Overall, though I learnt a great deal and a lot of fun at TechEd this year, I feel as though the event didn’t quite measure up against past years. Whether it was a lack of deeply technical content (this year there were just five 400 level sessions) or simply that there was less that was new, due to the effectiveness of the blogosphere in spreading information, I’m not entirely sure.

That said, even a TechEd that falls short of last years lofty standard can be a great deal of value. Here are some of my personal highlights.

Monday started with the keynote. Highlights included an awesome percussion performance and a kick-butt demonstration of Office Communication Server automatically transcribing a phone message into text.

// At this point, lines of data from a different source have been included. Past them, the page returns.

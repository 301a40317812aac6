//! Error types for schema derivation

use std::fmt;

use thiserror::Error;

/// Result type for schema operations
pub type Result<T> = std::result::Result<T, SchemaError>;

/// Schema derivation errors
#[derive(Error, Debug)]
pub enum SchemaError {
    #[error("Field not found: '{field}' is not declared on schema {schema}")]
    FieldNotFound { field: String, schema: String },

    #[error("Duplicate field name: '{first}' and '{second}' both resolve to '{target}'")]
    DuplicateFieldName {
        target: String,
        first: String,
        second: String,
    },

    #[error("Failed to construct schema {schema}: {source}")]
    SchemaConstruction {
        schema: String,
        #[source]
        source: ConstructionError,
    },

    #[error(transparent)]
    Validation(#[from] ValidationError),

    #[error("Invalid schema format: {0}")]
    InvalidFormat(String),

    #[error("IO error: {0}")]
    Io(#[from] std::io::Error),

    #[error("JSON error: {0}")]
    Json(#[from] serde_json::Error),
}

/// Rejections raised by a [`SchemaFactory`](crate::schema::SchemaFactory)
/// when the requested field/config payload is structurally invalid.
#[derive(Error, Debug)]
pub enum ConstructionError {
    #[error("invalid schema name '{0}'")]
    InvalidSchemaName(String),

    #[error("invalid field name '{0}'")]
    InvalidFieldName(String),

    #[error("field '{0}' is declared more than once")]
    DuplicateField(String),

    #[error("field '{field}' has an invalid type: {reason}")]
    InvalidType { field: String, reason: String },

    #[error("default {default} of field '{field}' is not a valid {expected}")]
    InvalidDefault {
        field: String,
        expected: String,
        default: serde_json::Value,
    },

    #[error("field '{field}' defaults to absent but its type {field_type} does not accept null")]
    AbsentNotAccepted { field: String, field_type: String },

    #[error("invalid config: {0}")]
    InvalidConfig(String),
}

/// Why a single field failed instance validation
#[derive(Debug, Clone, PartialEq, Eq)]
pub enum IssueKind {
    /// A required field was not supplied
    Missing,
    /// The supplied value does not match the declared type
    TypeMismatch { expected: String },
    /// An undeclared key was supplied under `extra = "forbid"`
    ExtraForbidden,
    /// The key is not a field of the schema
    UnknownField,
    /// Mutation attempted on a frozen record
    Frozen,
    /// Input was not a JSON object
    NotAnObject,
    /// Attribute construction attempted without `from_attributes`
    FromAttributesDisabled,
}

/// A single validation failure
#[derive(Debug, Clone, PartialEq, Eq)]
pub struct FieldIssue {
    pub field: String,
    pub kind: IssueKind,
}

impl fmt::Display for FieldIssue {
    fn fmt(&self, f: &mut fmt::Formatter<'_>) -> fmt::Result {
        match &self.kind {
            IssueKind::Missing => write!(f, "{}: field required", self.field),
            IssueKind::TypeMismatch { expected } => {
                write!(f, "{}: expected {}", self.field, expected)
            }
            IssueKind::ExtraForbidden => write!(f, "{}: extra inputs are not permitted", self.field),
            IssueKind::UnknownField => write!(f, "{}: not a field", self.field),
            IssueKind::Frozen => write!(f, "{}: instance is frozen", self.field),
            IssueKind::NotAnObject => write!(f, "input should be an object"),
            IssueKind::FromAttributesDisabled => {
                write!(f, "construction from attributes is disabled")
            }
        }
    }
}

/// Every issue found while constructing or mutating a record
#[derive(Error, Debug, Clone, PartialEq, Eq)]
#[error("{} validation error(s) for {schema}: {}", .issues.len(), render_issues(.issues))]
pub struct ValidationError {
    pub schema: String,
    pub issues: Vec<FieldIssue>,
}

impl ValidationError {
    pub fn single(schema: impl Into<String>, field: impl Into<String>, kind: IssueKind) -> Self {
        Self {
            schema: schema.into(),
            issues: vec![FieldIssue {
                field: field.into(),
                kind,
            }],
        }
    }

    /// Whether any issue was reported for `field`
    pub fn has_issue(&self, field: &str) -> bool {
        self.issues.iter().any(|i| i.field == field)
    }
}

fn render_issues(issues: &[FieldIssue]) -> String {
    issues
        .iter()
        .map(|i| i.to_string())
        .collect::<Vec<_>>()
        .join("; ")
}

SEC 309 “What’s new in Security in .Net 4.0” was an interesting overview of .NET 4.0 security. It seems that Microsoft has formally abandoned Code Access Security, which while effective was a royal pain to develop and configure. One surprise in the new framework was this: By default, .NET 4.0 applications are not subject to managed security policies. While I can see this as desirable from a developer perspective – reducing variance in runtime environments helps to reduce the number of potential issues – I’m pretty sure there will be a few disgruntled systems administrators wanting to know how to lock down their desktops.

WOX 308 “Building Awesome Business Centric Applications with .NET RIA Services” covered writing WPF & Silverlight applications for regular business use, one arena where flashy user interfaces are neither necessary nor appreciated. New to me was the copious use of value converters to hook things together in very flexible ways. Also innovative was the use of attributes to provide property metadata for validation – with the checks automatically being carried through for enforcement on the client side as well as the obligatory checks within the services.

DEV 302 “Get ready: What’s coming with .NET 4.0” was mostly a recap of information I’d already seen covered in various blogs and newsletters. What I hadn’t seen was the extent to which Code Contract support was being rolled in – new metadata is going to be included in .NET 4.0 assemblies to assist with both static and dynamic code analysis. Improvements to WPF, including better font rendering, Windows 7 support and more standard controls also looked worthwhile.

DAT209 ”Project Gemini: Self-Service Business Intelligence” was a surprise. I’ve seen plenty of attempts to provide “Self-Service Business Intelligence” in the past, and they’ve all fallen down on complexity or performance. For the first time it seems that this vision might just become a reality. It all depends on how much of the slickness of the demo was due to great choreography, and how much was due to great software. Looking forward to getting my hands on this one for real and trying it out.

SEC312 ”The Everything Developers Need to Know About Security Talk” was one of the best TechEd talks I’ve ever attended – both entertaining and useful. The clear lesson is that security is hard, and it’s not something you can bake in later without a lot of effort. Much better to be proactive, write security in, up front. One nice surprise was the recommendation to use tools like fxCop – it’s not that using fxCop will guarantee a secure application, but that fxCop traps and eliminates whole classes of vulnerability , allowing you to focus on combating other security issues. Key lesssons: Never trust data until you’ve validated it: “All Data is evil, until proven otherwise”. Constrain inputs to reasonable values. Reject anything that isn’t known to be safe. Sanitise what you have.

ARC301 ”Architectural considerations for creating Silverlight Applications” was more of a developer focussed session than an architectural one, with a focus on design patterns such as Model-View-ViewModel, Dependency Injection, Service Locator and so on. Good coverage of the concepts for those new to them, and a useful review for the rest of us.

DEV303 ”Building Applications with WPF” was highly informative, demonstrating how WPF is highly opinionated software – if you work with it, things come together quickly and easily; if you work against it, life is difficult. What’s now clear to me from this, and other WPF presentations, is that the technology has progressed to the point where standard database CRUD applications will be better off as WPF or Silverlight applications than as Windows Forms or old-style WebForms.

DEV205 ”A Tour of CodePlex” was a lighter weight, but interesting, tour of CodePlex and how it works. There are more resources available on CodePlex than I realised, especially for SharePoint developers, and I need to check out CodePlex more often when looking for a tool. Sara Ford, the presenter, gave the best definition of Agile development that I’ve heard yet: ”Agile development is being able to make a course correction every three weeks.”

As you can see from this brief overview, there was a lot to learn from TechEd 2009. Over the next few weeks, I’m going to review the PowerPoint slides of a few sessions I couldn’t attend in person, and learn some more. I’m fortunate that I was able to attend.